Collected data
------------

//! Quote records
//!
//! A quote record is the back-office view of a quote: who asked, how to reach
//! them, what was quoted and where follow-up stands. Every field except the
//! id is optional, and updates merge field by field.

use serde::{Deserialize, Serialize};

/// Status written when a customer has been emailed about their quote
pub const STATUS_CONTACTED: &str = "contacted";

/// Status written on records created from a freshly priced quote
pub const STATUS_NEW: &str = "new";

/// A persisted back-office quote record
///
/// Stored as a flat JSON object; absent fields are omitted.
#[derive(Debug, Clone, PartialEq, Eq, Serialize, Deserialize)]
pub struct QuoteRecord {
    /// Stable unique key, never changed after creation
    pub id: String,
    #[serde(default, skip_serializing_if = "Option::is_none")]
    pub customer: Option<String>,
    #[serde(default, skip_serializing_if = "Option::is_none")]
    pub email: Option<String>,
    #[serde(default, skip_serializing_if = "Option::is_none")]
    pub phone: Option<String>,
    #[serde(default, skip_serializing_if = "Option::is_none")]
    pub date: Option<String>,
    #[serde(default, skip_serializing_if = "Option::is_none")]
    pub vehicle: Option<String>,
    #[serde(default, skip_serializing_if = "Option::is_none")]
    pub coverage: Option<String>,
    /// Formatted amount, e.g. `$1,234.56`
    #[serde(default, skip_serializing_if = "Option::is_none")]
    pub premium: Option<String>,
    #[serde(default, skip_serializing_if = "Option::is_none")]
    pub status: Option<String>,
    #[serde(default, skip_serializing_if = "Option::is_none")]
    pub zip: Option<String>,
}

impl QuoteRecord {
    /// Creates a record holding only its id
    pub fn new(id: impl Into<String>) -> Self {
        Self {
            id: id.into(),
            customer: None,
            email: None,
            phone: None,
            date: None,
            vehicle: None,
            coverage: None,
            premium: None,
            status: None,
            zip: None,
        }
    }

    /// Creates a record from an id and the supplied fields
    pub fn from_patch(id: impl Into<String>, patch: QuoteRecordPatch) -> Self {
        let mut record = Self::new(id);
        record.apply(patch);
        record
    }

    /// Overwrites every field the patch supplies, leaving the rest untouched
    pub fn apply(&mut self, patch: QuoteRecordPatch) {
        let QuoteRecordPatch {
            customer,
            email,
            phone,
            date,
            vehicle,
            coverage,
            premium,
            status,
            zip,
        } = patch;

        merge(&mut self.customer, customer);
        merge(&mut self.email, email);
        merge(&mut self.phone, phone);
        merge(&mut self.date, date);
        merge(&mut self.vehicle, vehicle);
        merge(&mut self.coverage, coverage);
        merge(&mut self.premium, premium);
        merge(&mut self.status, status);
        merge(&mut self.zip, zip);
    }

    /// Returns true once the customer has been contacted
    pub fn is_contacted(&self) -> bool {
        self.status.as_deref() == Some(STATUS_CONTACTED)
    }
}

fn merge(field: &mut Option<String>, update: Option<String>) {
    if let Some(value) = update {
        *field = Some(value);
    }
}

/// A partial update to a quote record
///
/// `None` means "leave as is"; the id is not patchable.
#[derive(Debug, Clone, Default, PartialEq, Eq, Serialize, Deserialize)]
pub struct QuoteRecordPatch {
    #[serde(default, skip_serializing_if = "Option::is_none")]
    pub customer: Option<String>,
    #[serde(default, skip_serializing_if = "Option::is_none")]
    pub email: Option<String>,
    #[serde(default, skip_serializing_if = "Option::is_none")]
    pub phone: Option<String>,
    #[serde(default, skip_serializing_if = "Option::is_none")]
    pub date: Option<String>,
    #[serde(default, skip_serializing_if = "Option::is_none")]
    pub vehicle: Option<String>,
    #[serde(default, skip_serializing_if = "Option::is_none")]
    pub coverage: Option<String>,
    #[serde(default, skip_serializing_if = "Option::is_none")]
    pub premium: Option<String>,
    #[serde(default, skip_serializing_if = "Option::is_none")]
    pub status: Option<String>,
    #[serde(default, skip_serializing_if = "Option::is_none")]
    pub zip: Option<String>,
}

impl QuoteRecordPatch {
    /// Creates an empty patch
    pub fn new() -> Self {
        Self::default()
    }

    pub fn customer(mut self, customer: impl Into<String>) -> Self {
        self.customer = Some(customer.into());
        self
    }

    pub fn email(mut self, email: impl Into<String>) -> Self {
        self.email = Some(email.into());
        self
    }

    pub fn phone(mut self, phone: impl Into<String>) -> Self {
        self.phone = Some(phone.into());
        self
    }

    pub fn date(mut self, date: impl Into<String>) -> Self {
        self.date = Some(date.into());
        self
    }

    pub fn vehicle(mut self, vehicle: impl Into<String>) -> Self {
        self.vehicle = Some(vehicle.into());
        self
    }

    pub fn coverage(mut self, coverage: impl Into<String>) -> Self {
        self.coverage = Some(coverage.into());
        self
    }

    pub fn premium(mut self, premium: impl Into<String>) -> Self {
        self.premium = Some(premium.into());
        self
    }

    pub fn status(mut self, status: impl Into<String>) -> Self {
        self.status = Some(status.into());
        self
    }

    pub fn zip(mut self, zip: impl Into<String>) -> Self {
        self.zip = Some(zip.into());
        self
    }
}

------------

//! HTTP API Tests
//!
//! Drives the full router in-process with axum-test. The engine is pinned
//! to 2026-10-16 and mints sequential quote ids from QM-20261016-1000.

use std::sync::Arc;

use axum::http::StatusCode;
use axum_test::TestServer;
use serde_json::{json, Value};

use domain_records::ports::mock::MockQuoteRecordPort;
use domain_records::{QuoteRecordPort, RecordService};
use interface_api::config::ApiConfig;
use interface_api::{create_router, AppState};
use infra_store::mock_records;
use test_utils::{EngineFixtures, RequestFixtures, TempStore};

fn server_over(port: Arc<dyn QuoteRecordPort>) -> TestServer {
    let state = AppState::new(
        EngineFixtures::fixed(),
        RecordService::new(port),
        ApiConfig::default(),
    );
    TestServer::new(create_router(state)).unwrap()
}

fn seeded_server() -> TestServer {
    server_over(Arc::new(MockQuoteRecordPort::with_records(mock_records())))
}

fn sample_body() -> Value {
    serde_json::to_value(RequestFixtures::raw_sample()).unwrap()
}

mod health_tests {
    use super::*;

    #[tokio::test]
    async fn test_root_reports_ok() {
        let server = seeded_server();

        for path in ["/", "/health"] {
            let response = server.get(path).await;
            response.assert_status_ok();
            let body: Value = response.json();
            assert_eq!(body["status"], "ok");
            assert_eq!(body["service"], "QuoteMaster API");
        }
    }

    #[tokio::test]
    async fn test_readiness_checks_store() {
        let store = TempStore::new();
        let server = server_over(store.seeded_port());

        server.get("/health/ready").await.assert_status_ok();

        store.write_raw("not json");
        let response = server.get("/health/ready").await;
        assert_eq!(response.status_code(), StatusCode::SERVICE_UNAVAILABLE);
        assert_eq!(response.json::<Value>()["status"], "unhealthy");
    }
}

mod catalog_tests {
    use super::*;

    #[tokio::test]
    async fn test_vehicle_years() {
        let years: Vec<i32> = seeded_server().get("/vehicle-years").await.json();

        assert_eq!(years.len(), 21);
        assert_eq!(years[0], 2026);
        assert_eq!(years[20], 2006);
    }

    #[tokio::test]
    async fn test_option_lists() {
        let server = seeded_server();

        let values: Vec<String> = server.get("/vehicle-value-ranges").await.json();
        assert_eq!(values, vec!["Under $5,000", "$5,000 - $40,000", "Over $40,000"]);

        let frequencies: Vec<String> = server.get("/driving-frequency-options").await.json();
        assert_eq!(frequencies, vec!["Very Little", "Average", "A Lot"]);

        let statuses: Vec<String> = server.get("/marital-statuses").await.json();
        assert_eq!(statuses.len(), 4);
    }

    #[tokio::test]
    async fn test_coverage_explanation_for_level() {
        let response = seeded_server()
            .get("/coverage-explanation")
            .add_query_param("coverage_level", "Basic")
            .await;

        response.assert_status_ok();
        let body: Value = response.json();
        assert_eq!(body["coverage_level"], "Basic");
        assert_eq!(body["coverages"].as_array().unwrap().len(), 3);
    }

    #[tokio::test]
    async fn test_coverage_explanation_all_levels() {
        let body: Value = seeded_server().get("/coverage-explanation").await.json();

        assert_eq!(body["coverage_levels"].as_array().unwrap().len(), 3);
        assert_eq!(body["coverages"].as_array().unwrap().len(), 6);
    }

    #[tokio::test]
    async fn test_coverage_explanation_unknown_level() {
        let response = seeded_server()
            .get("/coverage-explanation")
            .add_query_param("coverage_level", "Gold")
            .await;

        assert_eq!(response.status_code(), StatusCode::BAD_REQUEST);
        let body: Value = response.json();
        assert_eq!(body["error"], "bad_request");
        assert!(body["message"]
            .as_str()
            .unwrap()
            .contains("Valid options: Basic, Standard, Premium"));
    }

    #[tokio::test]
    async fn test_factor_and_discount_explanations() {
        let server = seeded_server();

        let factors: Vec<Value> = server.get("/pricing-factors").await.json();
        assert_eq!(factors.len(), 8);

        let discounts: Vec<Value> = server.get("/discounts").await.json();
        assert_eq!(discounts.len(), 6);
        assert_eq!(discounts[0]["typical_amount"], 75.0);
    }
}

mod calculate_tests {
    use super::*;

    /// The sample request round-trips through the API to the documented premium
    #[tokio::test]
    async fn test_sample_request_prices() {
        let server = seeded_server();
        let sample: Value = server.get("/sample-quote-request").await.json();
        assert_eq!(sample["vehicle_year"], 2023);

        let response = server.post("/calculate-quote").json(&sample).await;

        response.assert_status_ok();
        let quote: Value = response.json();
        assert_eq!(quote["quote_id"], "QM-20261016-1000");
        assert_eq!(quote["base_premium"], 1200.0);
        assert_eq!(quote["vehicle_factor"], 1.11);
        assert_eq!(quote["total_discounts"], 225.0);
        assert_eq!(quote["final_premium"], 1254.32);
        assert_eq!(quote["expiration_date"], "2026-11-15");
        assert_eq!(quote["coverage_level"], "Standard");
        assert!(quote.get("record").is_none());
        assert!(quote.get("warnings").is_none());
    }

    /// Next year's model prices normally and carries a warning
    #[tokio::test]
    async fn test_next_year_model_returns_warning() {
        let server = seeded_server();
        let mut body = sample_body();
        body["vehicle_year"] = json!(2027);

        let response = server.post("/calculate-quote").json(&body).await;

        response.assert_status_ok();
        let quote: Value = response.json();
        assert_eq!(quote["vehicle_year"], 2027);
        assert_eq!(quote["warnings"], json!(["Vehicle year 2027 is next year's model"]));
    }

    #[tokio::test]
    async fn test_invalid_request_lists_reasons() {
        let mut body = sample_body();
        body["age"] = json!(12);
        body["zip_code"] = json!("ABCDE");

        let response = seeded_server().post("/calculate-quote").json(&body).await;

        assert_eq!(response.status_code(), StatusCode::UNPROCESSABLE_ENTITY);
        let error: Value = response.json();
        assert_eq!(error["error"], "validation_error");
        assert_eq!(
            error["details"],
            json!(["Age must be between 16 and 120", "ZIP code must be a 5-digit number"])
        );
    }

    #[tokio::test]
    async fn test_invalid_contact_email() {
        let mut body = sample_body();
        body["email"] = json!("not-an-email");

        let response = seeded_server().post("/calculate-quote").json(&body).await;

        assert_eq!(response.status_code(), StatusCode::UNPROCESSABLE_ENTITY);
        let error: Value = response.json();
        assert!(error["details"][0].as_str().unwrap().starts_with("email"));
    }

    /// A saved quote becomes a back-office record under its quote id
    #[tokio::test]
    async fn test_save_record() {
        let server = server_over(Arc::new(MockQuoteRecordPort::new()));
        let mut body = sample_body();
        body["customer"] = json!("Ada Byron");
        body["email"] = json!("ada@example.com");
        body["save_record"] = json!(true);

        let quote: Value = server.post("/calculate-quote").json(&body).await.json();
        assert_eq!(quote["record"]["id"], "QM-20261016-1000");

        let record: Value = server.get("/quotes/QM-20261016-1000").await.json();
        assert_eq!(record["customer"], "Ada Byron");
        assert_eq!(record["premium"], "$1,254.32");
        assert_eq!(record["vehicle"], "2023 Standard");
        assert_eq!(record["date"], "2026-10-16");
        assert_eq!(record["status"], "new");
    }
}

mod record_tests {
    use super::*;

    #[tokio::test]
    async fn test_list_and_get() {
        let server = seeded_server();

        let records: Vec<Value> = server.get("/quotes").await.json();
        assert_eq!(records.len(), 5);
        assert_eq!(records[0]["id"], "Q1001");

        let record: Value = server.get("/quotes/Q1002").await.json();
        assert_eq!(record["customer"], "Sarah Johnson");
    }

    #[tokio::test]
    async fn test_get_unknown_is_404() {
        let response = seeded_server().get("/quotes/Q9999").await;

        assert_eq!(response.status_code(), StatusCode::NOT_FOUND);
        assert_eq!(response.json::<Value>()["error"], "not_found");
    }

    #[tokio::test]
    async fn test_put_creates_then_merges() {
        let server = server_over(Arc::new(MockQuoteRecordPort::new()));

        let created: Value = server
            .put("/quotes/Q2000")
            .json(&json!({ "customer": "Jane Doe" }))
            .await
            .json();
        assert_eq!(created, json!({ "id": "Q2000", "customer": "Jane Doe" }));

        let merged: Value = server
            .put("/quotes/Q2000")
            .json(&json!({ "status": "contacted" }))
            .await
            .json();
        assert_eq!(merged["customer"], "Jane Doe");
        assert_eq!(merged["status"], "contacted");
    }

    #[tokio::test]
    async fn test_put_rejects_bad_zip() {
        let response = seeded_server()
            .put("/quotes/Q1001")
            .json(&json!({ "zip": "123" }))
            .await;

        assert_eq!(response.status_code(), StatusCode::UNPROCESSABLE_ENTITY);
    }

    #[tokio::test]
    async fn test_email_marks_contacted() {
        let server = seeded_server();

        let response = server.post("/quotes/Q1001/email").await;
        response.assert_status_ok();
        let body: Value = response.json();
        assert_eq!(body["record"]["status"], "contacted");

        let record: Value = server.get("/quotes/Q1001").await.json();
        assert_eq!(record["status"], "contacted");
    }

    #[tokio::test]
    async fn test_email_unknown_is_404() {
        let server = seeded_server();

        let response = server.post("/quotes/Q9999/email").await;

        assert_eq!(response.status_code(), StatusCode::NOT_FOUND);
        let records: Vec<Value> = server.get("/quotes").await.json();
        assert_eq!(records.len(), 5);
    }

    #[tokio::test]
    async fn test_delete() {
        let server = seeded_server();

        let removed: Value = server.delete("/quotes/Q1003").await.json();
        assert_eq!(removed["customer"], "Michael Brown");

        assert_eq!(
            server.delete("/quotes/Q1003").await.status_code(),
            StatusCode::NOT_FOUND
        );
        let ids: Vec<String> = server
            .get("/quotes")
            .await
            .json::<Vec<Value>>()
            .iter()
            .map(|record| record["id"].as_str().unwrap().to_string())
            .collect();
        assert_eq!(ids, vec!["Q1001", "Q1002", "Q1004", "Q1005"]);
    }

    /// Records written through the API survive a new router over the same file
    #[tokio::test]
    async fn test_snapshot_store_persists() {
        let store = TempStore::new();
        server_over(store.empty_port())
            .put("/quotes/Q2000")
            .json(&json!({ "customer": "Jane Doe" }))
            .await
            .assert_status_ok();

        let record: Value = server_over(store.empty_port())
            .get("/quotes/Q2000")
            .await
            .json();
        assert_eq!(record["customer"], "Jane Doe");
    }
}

------------

Task brief:
Where does the string "QuoteRecordPatch" occur in the data above? Copy every line that holds it.

Answer space:
    pub fn from_patch(id: impl Into<String>, patch: QuoteRecordPatch) -> Self {
    pub fn apply(&mut self, patch: QuoteRecordPatch) {
        let QuoteRecordPatch {
pub struct QuoteRecordPatch {
impl QuoteRecordPatch {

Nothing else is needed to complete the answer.